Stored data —
-------

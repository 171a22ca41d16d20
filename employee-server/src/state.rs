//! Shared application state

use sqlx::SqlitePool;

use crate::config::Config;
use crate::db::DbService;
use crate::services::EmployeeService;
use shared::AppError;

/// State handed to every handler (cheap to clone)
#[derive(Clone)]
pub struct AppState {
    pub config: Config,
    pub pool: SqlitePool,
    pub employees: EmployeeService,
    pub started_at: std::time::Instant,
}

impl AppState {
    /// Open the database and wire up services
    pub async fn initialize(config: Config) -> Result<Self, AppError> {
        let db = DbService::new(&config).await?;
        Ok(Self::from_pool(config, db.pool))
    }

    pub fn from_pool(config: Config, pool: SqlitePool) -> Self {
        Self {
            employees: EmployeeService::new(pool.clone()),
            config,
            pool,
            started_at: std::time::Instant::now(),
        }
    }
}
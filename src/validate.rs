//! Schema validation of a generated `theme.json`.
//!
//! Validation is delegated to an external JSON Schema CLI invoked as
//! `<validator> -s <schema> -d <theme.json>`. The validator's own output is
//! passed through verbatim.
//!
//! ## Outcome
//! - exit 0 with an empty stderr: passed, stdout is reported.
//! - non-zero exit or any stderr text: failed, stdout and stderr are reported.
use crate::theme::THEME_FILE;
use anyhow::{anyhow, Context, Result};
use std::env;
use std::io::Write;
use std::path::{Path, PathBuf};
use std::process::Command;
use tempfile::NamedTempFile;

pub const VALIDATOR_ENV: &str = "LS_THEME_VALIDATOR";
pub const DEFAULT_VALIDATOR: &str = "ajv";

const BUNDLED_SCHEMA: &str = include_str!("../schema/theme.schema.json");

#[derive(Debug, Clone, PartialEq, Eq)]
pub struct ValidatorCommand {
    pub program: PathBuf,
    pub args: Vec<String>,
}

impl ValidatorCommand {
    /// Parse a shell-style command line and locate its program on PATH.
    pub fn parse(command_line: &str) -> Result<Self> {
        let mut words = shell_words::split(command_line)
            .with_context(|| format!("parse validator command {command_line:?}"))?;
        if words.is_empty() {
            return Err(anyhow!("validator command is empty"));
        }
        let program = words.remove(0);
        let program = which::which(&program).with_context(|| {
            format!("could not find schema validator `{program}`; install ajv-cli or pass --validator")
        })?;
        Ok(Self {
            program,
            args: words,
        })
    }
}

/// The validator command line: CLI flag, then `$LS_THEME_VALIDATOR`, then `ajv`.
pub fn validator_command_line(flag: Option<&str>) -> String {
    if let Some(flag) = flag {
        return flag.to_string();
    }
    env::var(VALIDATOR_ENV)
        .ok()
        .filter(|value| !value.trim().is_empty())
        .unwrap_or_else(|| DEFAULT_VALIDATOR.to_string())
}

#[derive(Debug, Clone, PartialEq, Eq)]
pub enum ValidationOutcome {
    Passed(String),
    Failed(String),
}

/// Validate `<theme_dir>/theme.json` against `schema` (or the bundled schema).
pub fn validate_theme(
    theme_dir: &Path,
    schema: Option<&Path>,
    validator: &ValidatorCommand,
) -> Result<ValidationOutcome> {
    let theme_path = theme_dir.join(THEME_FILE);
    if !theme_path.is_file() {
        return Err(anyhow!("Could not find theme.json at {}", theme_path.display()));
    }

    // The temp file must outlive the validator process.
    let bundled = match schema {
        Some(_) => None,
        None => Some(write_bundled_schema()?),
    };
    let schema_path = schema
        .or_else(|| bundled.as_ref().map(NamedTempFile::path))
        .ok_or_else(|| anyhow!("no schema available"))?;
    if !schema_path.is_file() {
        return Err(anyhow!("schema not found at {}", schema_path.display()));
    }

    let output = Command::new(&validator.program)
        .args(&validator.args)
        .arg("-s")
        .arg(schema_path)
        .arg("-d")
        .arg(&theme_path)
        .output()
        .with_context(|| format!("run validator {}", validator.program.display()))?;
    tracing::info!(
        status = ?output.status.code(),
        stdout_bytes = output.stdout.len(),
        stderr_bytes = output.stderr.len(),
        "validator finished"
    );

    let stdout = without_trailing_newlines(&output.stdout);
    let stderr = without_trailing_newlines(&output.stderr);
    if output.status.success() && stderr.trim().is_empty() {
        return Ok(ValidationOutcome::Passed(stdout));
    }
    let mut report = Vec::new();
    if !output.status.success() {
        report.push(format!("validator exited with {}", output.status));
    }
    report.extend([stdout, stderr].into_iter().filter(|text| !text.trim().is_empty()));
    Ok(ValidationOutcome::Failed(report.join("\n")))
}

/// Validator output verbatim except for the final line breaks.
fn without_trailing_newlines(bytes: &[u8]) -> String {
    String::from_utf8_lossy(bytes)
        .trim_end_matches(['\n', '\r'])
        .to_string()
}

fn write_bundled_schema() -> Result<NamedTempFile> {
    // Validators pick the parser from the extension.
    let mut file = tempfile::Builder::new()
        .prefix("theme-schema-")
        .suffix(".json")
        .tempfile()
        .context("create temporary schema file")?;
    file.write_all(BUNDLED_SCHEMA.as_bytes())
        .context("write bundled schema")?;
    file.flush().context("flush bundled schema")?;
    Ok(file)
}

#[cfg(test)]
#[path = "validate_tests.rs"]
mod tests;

-------

What to work on —
All records are to be written out exactly.

Task result —
repository 171a22ca41d16d20
filename employee-server/src/state.rs
//! Shared application state

use sqlx::SqlitePool;

use crate::config::Config;
use crate::db::DbService;
use crate::services::EmployeeService;
use shared::AppError;

/// State handed to every handler (cheap to clone)
#[derive(Clone)]
pub struct AppState {
    pub config: Config,
    pub pool: SqlitePool,
    pub employees: EmployeeService,
    pub started_at: std::time::Instant,
}

impl AppState {
    /// Open the database and wire up services
    pub async fn initialize(config: Config) -> Result<Self, AppError> {
        let db = DbService::new(&config).await?;
        Ok(Self::from_pool(config, db.pool))
    }

    pub fn from_pool(config: Config, pool: SqlitePool) -> Self {
        Self {
            employees: EmployeeService::new(pool.clone()),
            config,
            pool,
            started_at: std::time::Instant::now(),
        }
    }
}
filename src/validate.rs
//! Schema validation of a generated `theme.json`.
//!
//! Validation is delegated to an external JSON Schema CLI invoked as
//! `<validator> -s <schema> -d <theme.json>`. The validator's own output is
//! passed through verbatim.
//!
//! ## Outcome
//! - exit 0 with an empty stderr: passed, stdout is reported.
//! - non-zero exit or any stderr text: failed, stdout and stderr are reported.
use crate::theme::THEME_FILE;
use anyhow::{anyhow, Context, Result};
use std::env;
use std::io::Write;
use std::path::{Path, PathBuf};
use std::process::Command;
use tempfile::NamedTempFile;

pub const VALIDATOR_ENV: &str = "LS_THEME_VALIDATOR";
pub const DEFAULT_VALIDATOR: &str = "ajv";

const BUNDLED_SCHEMA: &str = include_str!("../schema/theme.schema.json");

#[derive(Debug, Clone, PartialEq, Eq)]
pub struct ValidatorCommand {
    pub program: PathBuf,
    pub args: Vec<String>,
}

impl ValidatorCommand {
    /// Parse a shell-style command line and locate its program on PATH.
    pub fn parse(command_line: &str) -> Result<Self> {
        let mut words = shell_words::split(command_line)
            .with_context(|| format!("parse validator command {command_line:?}"))?;
        if words.is_empty() {
            return Err(anyhow!("validator command is empty"));
        }
        let program = words.remove(0);
        let program = which::which(&program).with_context(|| {
            format!("could not find schema validator `{program}`; install ajv-cli or pass --validator")
        })?;
        Ok(Self {
            program,
            args: words,
        })
    }
}

/// The validator command line: CLI flag, then `$LS_THEME_VALIDATOR`, then `ajv`.
pub fn validator_command_line(flag: Option<&str>) -> String {
    if let Some(flag) = flag {
        return flag.to_string();
    }
    env::var(VALIDATOR_ENV)
        .ok()
        .filter(|value| !value.trim().is_empty())
        .unwrap_or_else(|| DEFAULT_VALIDATOR.to_string())
}

#[derive(Debug, Clone, PartialEq, Eq)]
pub enum ValidationOutcome {
    Passed(String),
    Failed(String),
}

/// Validate `<theme_dir>/theme.json` against `schema` (or the bundled schema).
pub fn validate_theme(
    theme_dir: &Path,
    schema: Option<&Path>,
    validator: &ValidatorCommand,
) -> Result<ValidationOutcome> {
    let theme_path = theme_dir.join(THEME_FILE);
    if !theme_path.is_file() {
        return Err(anyhow!("Could not find theme.json at {}", theme_path.display()));
    }

    // The temp file must outlive the validator process.
    let bundled = match schema {
        Some(_) => None,
        None => Some(write_bundled_schema()?),
    };
    let schema_path = schema
        .or_else(|| bundled.as_ref().map(NamedTempFile::path))
        .ok_or_else(|| anyhow!("no schema available"))?;
    if !schema_path.is_file() {
        return Err(anyhow!("schema not found at {}", schema_path.display()));
    }

    let output = Command::new(&validator.program)
        .args(&validator.args)
        .arg("-s")
        .arg(schema_path)
        .arg("-d")
        .arg(&theme_path)
        .output()
        .with_context(|| format!("run validator {}", validator.program.display()))?;
    tracing::info!(
        status = ?output.status.code(),
        stdout_bytes = output.stdout.len(),
        stderr_bytes = output.stderr.len(),
        "validator finished"
    );

    let stdout = without_trailing_newlines(&output.stdout);
    let stderr = without_trailing_newlines(&output.stderr);
    if output.status.success() && stderr.trim().is_empty() {
        return Ok(ValidationOutcome::Passed(stdout));
    }
    let mut report = Vec::new();
    if !output.status.success() {
        report.push(format!("validator exited with {}", output.status));
    }
    report.extend([stdout, stderr].into_iter().filter(|text| !text.trim().is_empty()));
    Ok(ValidationOutcome::Failed(report.join("\n")))
}

/// Validator output verbatim except for the final line breaks.
fn without_trailing_newlines(bytes: &[u8]) -> String {
    String::from_utf8_lossy(bytes)
        .trim_end_matches(['\n', '\r'])
        .to_string()
}

fn write_bundled_schema() -> Result<NamedTempFile> {
    // Validators pick the parser from the extension.
    let mut file = tempfile::Builder::new()
        .prefix("theme-schema-")
        .suffix(".json")
        .tempfile()
        .context("create temporary schema file")?;
    file.write_all(BUNDLED_SCHEMA.as_bytes())
        .context("write bundled schema")?;
    file.flush().context("flush bundled schema")?;
    Ok(file)
}

#[cfg(test)]
#[path = "validate_tests.rs"]
mod tests;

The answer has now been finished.